**Work required**
Copy all lines below that use the word "Hardware".

**Stored data**
◇ ◇ ◇ ◇ ◇

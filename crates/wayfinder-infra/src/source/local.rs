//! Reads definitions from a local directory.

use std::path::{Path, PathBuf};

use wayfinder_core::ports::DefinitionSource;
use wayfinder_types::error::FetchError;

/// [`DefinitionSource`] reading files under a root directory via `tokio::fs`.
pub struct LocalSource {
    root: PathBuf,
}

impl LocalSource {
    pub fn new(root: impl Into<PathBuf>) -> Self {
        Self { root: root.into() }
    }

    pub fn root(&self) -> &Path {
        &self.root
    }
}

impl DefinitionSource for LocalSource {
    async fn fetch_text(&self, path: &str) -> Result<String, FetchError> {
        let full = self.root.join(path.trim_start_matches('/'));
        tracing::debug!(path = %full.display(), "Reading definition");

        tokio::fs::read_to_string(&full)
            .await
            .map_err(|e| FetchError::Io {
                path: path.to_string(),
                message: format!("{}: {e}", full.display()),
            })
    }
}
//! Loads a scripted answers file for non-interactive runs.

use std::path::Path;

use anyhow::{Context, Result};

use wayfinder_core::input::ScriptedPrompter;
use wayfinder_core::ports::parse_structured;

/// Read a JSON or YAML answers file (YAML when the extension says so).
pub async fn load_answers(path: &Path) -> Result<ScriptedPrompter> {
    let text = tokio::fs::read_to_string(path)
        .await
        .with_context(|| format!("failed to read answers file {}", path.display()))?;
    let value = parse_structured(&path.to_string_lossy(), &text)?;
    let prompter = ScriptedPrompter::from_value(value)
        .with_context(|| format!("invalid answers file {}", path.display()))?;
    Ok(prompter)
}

◇ ◇ ◇ ◇ ◇

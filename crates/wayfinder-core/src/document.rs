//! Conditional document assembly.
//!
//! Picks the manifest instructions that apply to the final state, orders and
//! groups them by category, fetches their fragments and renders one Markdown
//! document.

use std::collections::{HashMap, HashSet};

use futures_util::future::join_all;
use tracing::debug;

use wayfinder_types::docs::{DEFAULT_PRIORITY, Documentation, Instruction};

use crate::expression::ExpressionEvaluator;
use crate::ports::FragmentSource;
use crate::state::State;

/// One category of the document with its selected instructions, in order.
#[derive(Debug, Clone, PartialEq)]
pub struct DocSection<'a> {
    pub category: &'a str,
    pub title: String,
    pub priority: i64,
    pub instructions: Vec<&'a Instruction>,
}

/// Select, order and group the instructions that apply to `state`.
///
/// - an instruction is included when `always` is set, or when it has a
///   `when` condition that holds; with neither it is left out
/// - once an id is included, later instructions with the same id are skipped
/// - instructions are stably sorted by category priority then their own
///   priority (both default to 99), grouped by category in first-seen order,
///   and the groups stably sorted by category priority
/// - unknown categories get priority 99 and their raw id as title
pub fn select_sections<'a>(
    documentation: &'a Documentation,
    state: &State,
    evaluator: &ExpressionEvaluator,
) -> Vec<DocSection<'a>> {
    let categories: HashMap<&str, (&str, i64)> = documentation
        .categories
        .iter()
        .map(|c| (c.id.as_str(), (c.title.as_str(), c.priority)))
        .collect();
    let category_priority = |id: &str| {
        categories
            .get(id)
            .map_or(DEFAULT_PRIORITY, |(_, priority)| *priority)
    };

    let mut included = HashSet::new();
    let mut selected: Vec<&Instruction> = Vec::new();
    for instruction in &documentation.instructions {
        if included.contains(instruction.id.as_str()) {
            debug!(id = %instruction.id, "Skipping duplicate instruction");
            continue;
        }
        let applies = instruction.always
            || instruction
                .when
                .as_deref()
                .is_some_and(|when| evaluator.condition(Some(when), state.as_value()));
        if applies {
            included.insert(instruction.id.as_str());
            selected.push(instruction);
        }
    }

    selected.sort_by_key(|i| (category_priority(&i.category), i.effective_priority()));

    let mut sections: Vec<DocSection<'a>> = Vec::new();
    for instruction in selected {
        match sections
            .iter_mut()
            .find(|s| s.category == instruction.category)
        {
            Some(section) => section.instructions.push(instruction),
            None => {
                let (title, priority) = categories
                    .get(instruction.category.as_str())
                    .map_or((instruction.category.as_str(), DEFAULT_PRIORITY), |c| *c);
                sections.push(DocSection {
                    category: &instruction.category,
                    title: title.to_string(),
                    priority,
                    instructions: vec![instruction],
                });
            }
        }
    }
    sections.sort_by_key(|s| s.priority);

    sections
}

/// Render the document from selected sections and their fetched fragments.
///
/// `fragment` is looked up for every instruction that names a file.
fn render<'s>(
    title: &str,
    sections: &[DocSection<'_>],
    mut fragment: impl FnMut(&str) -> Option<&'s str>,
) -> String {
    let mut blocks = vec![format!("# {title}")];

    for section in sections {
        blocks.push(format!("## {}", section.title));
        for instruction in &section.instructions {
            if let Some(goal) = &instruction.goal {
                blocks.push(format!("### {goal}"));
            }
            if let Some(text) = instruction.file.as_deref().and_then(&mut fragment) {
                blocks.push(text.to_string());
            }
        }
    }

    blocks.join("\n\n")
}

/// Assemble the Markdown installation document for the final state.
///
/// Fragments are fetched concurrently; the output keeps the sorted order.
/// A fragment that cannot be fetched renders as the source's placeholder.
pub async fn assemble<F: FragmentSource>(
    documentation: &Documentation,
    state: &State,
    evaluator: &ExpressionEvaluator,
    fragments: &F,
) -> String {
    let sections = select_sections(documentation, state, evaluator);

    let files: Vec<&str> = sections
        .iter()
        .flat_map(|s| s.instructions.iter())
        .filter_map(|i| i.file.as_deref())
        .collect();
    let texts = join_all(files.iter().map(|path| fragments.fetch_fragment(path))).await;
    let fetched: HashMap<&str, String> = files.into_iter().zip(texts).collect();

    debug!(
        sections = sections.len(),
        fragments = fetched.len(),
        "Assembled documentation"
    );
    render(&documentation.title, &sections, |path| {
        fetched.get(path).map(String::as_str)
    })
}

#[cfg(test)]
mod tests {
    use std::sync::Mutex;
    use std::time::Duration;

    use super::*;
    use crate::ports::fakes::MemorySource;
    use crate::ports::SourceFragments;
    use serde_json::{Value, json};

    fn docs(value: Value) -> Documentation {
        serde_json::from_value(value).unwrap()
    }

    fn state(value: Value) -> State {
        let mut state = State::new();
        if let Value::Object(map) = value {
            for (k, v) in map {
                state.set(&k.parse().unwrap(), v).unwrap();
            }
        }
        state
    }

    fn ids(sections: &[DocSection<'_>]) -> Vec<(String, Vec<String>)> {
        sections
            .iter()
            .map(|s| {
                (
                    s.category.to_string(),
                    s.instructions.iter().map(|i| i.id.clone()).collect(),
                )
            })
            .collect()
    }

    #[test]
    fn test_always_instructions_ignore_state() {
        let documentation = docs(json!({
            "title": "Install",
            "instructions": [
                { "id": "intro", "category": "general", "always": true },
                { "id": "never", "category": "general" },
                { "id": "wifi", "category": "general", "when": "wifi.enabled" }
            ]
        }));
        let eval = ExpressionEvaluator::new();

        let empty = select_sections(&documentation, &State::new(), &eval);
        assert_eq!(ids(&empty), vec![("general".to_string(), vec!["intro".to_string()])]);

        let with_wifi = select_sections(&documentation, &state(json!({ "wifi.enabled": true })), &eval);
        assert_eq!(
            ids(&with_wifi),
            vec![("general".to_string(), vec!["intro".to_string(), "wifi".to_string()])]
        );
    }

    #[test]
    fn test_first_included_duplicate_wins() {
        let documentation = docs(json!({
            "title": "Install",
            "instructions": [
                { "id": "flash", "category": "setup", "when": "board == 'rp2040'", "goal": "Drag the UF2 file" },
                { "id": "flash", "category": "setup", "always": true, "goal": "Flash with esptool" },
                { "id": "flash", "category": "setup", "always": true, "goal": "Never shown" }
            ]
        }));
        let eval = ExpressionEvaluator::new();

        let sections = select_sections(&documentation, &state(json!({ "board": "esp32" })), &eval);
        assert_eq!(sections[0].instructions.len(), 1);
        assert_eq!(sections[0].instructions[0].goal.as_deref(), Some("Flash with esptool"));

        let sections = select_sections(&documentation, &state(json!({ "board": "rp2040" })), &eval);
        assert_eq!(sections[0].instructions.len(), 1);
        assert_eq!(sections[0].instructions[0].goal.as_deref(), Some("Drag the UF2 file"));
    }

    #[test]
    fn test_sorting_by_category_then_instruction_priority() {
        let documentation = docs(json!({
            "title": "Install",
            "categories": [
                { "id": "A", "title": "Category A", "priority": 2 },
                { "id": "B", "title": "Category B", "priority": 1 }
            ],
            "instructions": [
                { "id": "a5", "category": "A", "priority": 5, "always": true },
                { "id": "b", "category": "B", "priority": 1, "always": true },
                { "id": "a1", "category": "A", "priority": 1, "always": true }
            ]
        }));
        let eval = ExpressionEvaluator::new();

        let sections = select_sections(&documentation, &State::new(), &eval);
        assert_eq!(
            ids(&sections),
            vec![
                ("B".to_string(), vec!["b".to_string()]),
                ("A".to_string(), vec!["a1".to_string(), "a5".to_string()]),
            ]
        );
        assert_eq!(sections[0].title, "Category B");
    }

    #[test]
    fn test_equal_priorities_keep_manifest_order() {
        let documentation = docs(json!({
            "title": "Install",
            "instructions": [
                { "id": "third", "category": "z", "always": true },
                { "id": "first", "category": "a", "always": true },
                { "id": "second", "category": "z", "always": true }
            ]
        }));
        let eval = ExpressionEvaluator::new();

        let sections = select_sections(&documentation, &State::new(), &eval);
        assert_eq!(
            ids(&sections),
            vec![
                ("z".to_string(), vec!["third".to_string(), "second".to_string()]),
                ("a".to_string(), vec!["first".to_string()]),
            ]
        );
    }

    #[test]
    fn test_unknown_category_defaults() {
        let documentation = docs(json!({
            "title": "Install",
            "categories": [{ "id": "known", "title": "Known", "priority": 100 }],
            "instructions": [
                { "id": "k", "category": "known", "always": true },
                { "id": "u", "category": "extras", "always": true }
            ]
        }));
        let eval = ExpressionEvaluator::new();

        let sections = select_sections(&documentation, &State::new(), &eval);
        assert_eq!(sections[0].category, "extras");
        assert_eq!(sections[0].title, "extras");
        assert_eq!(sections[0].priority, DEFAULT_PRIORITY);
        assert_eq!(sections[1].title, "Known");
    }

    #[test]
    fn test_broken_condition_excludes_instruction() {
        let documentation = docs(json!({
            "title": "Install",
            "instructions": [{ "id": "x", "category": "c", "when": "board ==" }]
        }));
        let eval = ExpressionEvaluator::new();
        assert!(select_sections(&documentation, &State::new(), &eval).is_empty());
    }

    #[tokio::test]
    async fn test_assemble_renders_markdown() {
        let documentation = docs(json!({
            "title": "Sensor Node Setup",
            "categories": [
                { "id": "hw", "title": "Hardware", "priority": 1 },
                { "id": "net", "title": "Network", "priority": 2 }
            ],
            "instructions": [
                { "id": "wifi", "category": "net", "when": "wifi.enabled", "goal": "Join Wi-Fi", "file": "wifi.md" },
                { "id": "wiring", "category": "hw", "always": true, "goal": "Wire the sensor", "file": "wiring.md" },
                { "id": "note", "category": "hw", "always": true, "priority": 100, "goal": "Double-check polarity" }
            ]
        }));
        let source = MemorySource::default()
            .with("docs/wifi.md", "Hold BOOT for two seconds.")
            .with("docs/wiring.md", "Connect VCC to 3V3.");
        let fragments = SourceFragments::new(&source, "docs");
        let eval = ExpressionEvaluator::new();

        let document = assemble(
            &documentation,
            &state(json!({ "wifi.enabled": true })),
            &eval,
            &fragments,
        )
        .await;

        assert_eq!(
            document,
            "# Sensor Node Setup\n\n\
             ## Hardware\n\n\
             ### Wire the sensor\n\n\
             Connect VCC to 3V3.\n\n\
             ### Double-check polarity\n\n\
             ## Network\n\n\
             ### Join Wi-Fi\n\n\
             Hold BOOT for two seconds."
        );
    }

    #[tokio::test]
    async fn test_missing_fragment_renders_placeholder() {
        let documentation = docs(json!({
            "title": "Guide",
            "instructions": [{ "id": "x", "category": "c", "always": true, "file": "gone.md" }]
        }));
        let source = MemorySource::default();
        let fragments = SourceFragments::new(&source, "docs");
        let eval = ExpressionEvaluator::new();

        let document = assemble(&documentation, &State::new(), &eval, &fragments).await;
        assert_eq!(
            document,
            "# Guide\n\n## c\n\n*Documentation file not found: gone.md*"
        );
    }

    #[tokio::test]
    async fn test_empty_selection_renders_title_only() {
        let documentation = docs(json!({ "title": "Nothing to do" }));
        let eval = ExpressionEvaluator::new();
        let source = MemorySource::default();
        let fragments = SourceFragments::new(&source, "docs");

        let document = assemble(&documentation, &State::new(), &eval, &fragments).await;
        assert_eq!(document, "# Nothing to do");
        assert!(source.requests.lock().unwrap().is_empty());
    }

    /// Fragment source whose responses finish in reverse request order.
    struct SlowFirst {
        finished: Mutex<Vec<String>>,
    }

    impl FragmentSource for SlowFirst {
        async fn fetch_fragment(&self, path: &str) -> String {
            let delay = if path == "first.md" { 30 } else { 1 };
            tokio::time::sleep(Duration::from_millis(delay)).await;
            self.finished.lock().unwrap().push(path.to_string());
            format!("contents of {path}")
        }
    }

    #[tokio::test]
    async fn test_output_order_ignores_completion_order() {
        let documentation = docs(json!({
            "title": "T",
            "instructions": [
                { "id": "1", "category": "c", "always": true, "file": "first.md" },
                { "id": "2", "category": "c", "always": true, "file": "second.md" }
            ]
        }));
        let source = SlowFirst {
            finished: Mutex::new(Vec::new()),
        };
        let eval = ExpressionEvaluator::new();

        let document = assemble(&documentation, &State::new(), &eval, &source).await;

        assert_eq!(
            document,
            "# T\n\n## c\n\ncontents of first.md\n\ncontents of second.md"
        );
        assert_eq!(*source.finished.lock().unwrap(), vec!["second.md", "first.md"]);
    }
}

◇ ◇ ◇ ◇ ◇

**Result of this task**
                { "id": "hw", "title": "Hardware", "priority": 1 },
             ## Hardware\n\n\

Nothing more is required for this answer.